Light bulbs and gel are expensive. I personally hate most LED fixtures simply because I despise the sight of little red, green and blue bulbs combined to splash a color. I look at them as more eye candy than fixtures designed to actually shine light on a subject. Thank God for the evolution of tri-colored LEDs. Now I have one source of light that shines a nice, seamless color for an output. I’m not a big fan of the MAC 301 for reasons stated above. But the MAC 401 is just one of the best LED fixtures ever invented. But like most LED fixtures, it cannot achieve a white color through just RGB mixing. The VLX by Vari*Lite has solved that problem and has amazing colors. But you pay the price another way. This fixture has perhaps the best LED color range, but the output sheds such a halation (unwanted omni-directional side light) that I must be careful when spec’ing the fixture on projects. I recently used 20 of these fixtures from the air to back light a choir that stood in front of a white projection screen. The talent was beautifully lit. Unfortunately, the halation from those same lights turns my white screen to the same color inadvertently when the projectors were doused.
Color-Mixing Systems
Moving lights tend to use arc bulbs and dichroic color filters. So manufacturers of various moving lights have different ways to build their unique color systems. Some fixtures are good. Some are simply pathetic in the way they mix color. Some moving lights can mix 100 different colors; some can’t even mix a true red. The problem with mixing different colored glass filters together to make certain colors is that they rarely get a flat field of light out of the fixture. In other words, to come up with the color pink, most fixtures will simply slide the magenta dichroic glass halfway into the path of a white light. Hence we are mixing magenta and white to get pink. But it’s not real pink. In fact, it is a cheap, crappy pink. Because of this, many color mixing moving lights also have a wheel with several fully colored glass filters that will show a perfectly flat field of color. No magenta, no white, just pink. The other problem with using multiple colored dichroic filters to mix colors is that this cuts down on the actual amount of lumens coming out of the fixture.

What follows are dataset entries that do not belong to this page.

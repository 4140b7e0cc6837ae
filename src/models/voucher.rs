use chrono::{DateTime, Utc};
use rust_decimal::Decimal;
use serde::{Deserialize, Serialize};
use uuid::Uuid;
use validator::{Validate, ValidationError};

use super::catalogue::Catalogue;
use super::order_discount::DiscountValueType;
use crate::errors::NotApplicable;
use crate::money::{Currency, Money};

/// What a voucher discounts.
#[derive(Clone, Debug, PartialEq, Serialize, Deserialize)]
#[serde(tag = "type", rename_all = "snake_case")]
pub enum VoucherType {
    Shipping,
    EntireOrder,
    SpecificProduct(Catalogue),
}

/// Per-channel value of a voucher.
#[derive(Clone, Debug, PartialEq, Serialize, Deserialize)]
pub struct VoucherChannelListing {
    pub channel_id: Uuid,
    pub discount_value: Decimal,
    pub currency: Currency,
    pub min_spent: Option<Decimal>,
}

impl VoucherChannelListing {
    pub fn min_spent(&self) -> Option<Money> {
        self.min_spent
            .map(|amount| Money::new(amount, self.currency))
    }
}

#[derive(Clone, Debug, PartialEq, Serialize, Deserialize, Validate)]
#[validate(schema(function = "validate_voucher_values"))]
pub struct Voucher {
    pub id: Uuid,

    #[validate(length(min = 1, max = 255))]
    pub code: String,

    pub name: Option<String>,

    pub voucher_type: VoucherType,

    pub discount_value_type: DiscountValueType,

    /// `None` and `Some(0)` mean unlimited.
    pub usage_limit: Option<i32>,

    #[validate(range(min = 0))]
    pub used: i32,

    pub start_date: DateTime<Utc>,

    pub end_date: Option<DateTime<Utc>>,

    /// Specific-product vouchers only discount the cheapest matching unit.
    pub apply_once_per_order: bool,

    pub apply_once_per_customer: bool,

    pub only_for_staff: bool,

    /// Shipping countries allowed for shipping vouchers; empty allows all.
    pub countries: Vec<String>,

    #[validate(range(min = 0))]
    pub min_checkout_items_quantity: i32,

    pub channel_listings: Vec<VoucherChannelListing>,
}

fn validate_voucher_values(voucher: &Voucher) -> Result<(), ValidationError> {
    match voucher.usage_limit {
        Some(limit) if limit < 0 => return Err(ValidationError::new("negative_usage_limit")),
        Some(limit) if limit > 0 && voucher.used > limit => {
            return Err(ValidationError::new("usage_limit_exceeded"))
        }
        _ => {}
    }
    for listing in &voucher.channel_listings {
        if listing.discount_value < Decimal::ZERO
            || listing.min_spent.map_or(false, |min| min < Decimal::ZERO)
        {
            return Err(ValidationError::new("negative_listing_value"));
        }
        if voucher.discount_value_type == DiscountValueType::Percentage
            && listing.discount_value > Decimal::ONE_HUNDRED
        {
            return Err(ValidationError::new("percentage_above_100"));
        }
    }
    Ok(())
}

impl Voucher {
    pub fn listing_for(&self, channel_id: Uuid) -> Option<&VoucherChannelListing> {
        self.channel_listings
            .iter()
            .find(|listing| listing.channel_id == channel_id)
    }

    pub fn is_active(&self, now: DateTime<Utc>) -> bool {
        self.start_date <= now && self.end_date.map_or(true, |end| end > now)
    }

    /// Only a positive `usage_limit` caps usage.
    pub fn usage_limit(&self) -> Option<i32> {
        self.usage_limit.filter(|limit| *limit > 0)
    }

    pub fn has_usage_left(&self) -> bool {
        self.usage_limit().map_or(true, |limit| self.used < limit)
    }

    /// Fails when fewer items are ordered than the voucher requires. A failure
    /// for `quantity` implies a failure for every smaller quantity.
    pub fn validate_min_checkout_items_quantity(&self, quantity: i32) -> Result<(), NotApplicable> {
        let min = self.min_checkout_items_quantity;
        if min > 0 && min > quantity {
            return Err(NotApplicable::min_checkout_items_quantity(min));
        }
        Ok(())
    }
}

/// Records that a customer used a once-per-customer voucher.
#[derive(Clone, Debug, PartialEq, Eq, Serialize, Deserialize)]
pub struct VoucherCustomer {
    pub voucher_id: Uuid,
    pub customer_email: String,
}
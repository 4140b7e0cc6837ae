use chrono::Utc;
use serde_json::{json, Value};
use tracing::{debug, error};
use uuid::Uuid;

use crate::db::Transaction;
use crate::errors::OrderError;
use crate::models::{OrderDiscount, OrderEvent, OrderEventOption, OrderEventType, OrderLine};

/// Appends an immutable event to the order's audit log.
pub async fn common_create_order_event(
    tx: &mut Transaction,
    option: OrderEventOption,
) -> Result<OrderEvent, OrderError> {
    if option.parameters.keys().any(|key| key.is_empty()) {
        return Err(OrderError::Validation(
            "order event parameter names must not be empty".to_string(),
        ));
    }

    let event = OrderEvent {
        id: Uuid::new_v4(),
        order_id: option.order_id,
        user_id: option.user_id,
        event_type: option.event_type,
        parameters: option.parameters,
        created_at: Utc::now(),
    };

    tx.order_events().save(&event).await.map_err(|e| {
        error!(order_id = %event.order_id, "Failed to save order event: {}", e);
        OrderError::from(e)
    })?;
    debug!(order_id = %event.order_id, event_type = %event.event_type, "order event recorded");
    Ok(event)
}

/// Event payload describing quantities per order line.
pub fn lines_per_quantity(lines: &[(i32, &OrderLine)]) -> Value {
    Value::Array(
        lines
            .iter()
            .map(|(quantity, line)| {
                json!({
                    "quantity": quantity,
                    "line_pk": line.id,
                    "item": format!("{} ({})", line.product_name, line.variant_name),
                })
            })
            .collect(),
    )
}

/// Event payload describing an order discount.
pub fn discount_parameters(discount: &OrderDiscount) -> Value {
    json!({
        "value": discount.value,
        "amount_value": discount.amount.amount,
        "currency": discount.amount.currency,
        "value_type": discount.value_type,
        "reason": discount.reason,
    })
}

pub async fn order_discount_event(
    tx: &mut Transaction,
    event_type: OrderEventType,
    user_id: Option<Uuid>,
    discount: &OrderDiscount,
    old_discount: Option<&OrderDiscount>,
) -> Result<OrderEvent, OrderError> {
    let mut payload = discount_parameters(discount);
    if let (Some(old), Some(map)) = (old_discount, payload.as_object_mut()) {
        map.insert("old_value".into(), json!(old.value));
        map.insert("old_value_type".into(), json!(old.value_type));
        map.insert("old_amount_value".into(), json!(old.amount.amount));
    }
    common_create_order_event(
        tx,
        OrderEventOption::new(discount.order_id, event_type)
            .by(user_id)
            .param("discount", payload),
    )
    .await
}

So far, I would say that Morpheus Lights has the best color-mixing system, and it was designed 25 years ago! Their lights had the same three-colored wheels used today by all manufacturers, but each glass wheel had actual gradually smaller sized holes etched in them. So when the color wheel was at one end, there were big air holes so a small pink hue of color was noticeable. Halfway through the wheel, the holes gradually got smaller, so the light beam became a rose color tint. Finally, at the end of the wheel, there were no air holes, just a solid sheet of magenta glass in front of the beam. To this day, I am amazed that no other manufacturer has figured out this concept.
A good LD knows which lights to spec on a show, depending on what colors they can achieve. Vari*Lite 3000 series fixtures are famous for not being able to mix the deep Congo blue that most shows utilize. Even the ultraviolet dichroic glass in their color wheel pales in comparison to most other manufacturers. They tend to not color mix yellow well either. If you require those colors, I suggest you try a Martin or Robe fixture. But if you are a big fan of the prettiest gold color on the planet — or Lee 119 — these fixtures are a must-have on your show. And, BTW, Lee 119 is a deep rich midnight blue, so I use Vari*Lites constantly.